● **TASK**
Output nothing but the lines from the first line of the entries to the line with "use serde::Deserialize;", inclusive, exactly as they read.

(Collected data entries)
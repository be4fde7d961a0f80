//! Settings of the command line tool.
//!
//! Values are layered with the `config` crate (see [`sources`]) and the
//! command line flags are applied last. [`load`] returns [`Settings`] with
//! every default filled in.

mod sources;

use std::env;
use std::path::PathBuf;

use anyhow::{Context, Result, anyhow};
use config::Config;
use i18n_jobs::logging;
use serde::Deserialize;

use crate::cli::CliArgs;

/// Job configuration loaded when none is named.
pub(crate) const DEFAULT_JOB_CONFIG: &str = ".translation-jobs.yml";

#[derive(Debug, Clone, Default, Deserialize)]
#[serde(default)]
struct RawSettings {
    job_config: Option<String>,
    search_paths: Option<Vec<PathBuf>>,
    log_level: Option<String>,
}

/// Fully resolved settings.
#[derive(Debug, Clone, PartialEq, Eq)]
pub(crate) struct Settings {
    pub(crate) job_config: String,
    /// Base directories for resource lookup, working directory first.
    pub(crate) search_paths: Vec<PathBuf>,
    pub(crate) log_level: String,
}

/// Load settings by combining settings files, the environment and CLI flags.
pub(crate) fn load(cli: &CliArgs) -> Result<Settings> {
    let config = sources::build_config(cli)?;
    let current_dir = env::current_dir().context("failed to determine working directory")?;
    resolve(config, cli, current_dir)
}

fn resolve(config: Config, cli: &CliArgs, current_dir: PathBuf) -> Result<Settings> {
    let mut raw: RawSettings = config
        .try_deserialize()
        .map_err(|err| anyhow!("failed to deserialize settings: {err}"))?;
    raw.apply_cli_overrides(cli);
    Ok(raw.resolve(current_dir))
}

impl RawSettings {
    fn apply_cli_overrides(&mut self, cli: &CliArgs) {
        if let Some(path) = cli.job_config.clone() {
            self.job_config = Some(path);
        }
        if let Some(level) = cli.log_level.clone() {
            self.log_level = Some(level);
        }
    }

    fn resolve(self, current_dir: PathBuf) -> Settings {
        let mut search_paths = vec![current_dir.clone()];
        for path in self.search_paths.unwrap_or_default() {
            let path = if path.is_relative() {
                current_dir.join(path)
            } else {
                path
            };
            if !search_paths.contains(&path) {
                search_paths.push(path);
            }
        }

        Settings {
            job_config: self
                .job_config
                .filter(|path| !path.trim().is_empty())
                .unwrap_or_else(|| DEFAULT_JOB_CONFIG.to_string()),
            search_paths,
            log_level: self
                .log_level
                .filter(|level| !level.trim().is_empty())
                .unwrap_or_else(|| logging::DEFAULT_LEVEL.to_string()),
        }
    }
}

● **ANSWER BELOW**
repository be4fde7d961a0f80
//! Settings of the command line tool.
//!
//! Values are layered with the `config` crate (see [`sources`]) and the
//! command line flags are applied last. [`load`] returns [`Settings`] with
//! every default filled in.

mod sources;

use std::env;
use std::path::PathBuf;

use anyhow::{Context, Result, anyhow};
use config::Config;
use i18n_jobs::logging;
use serde::Deserialize;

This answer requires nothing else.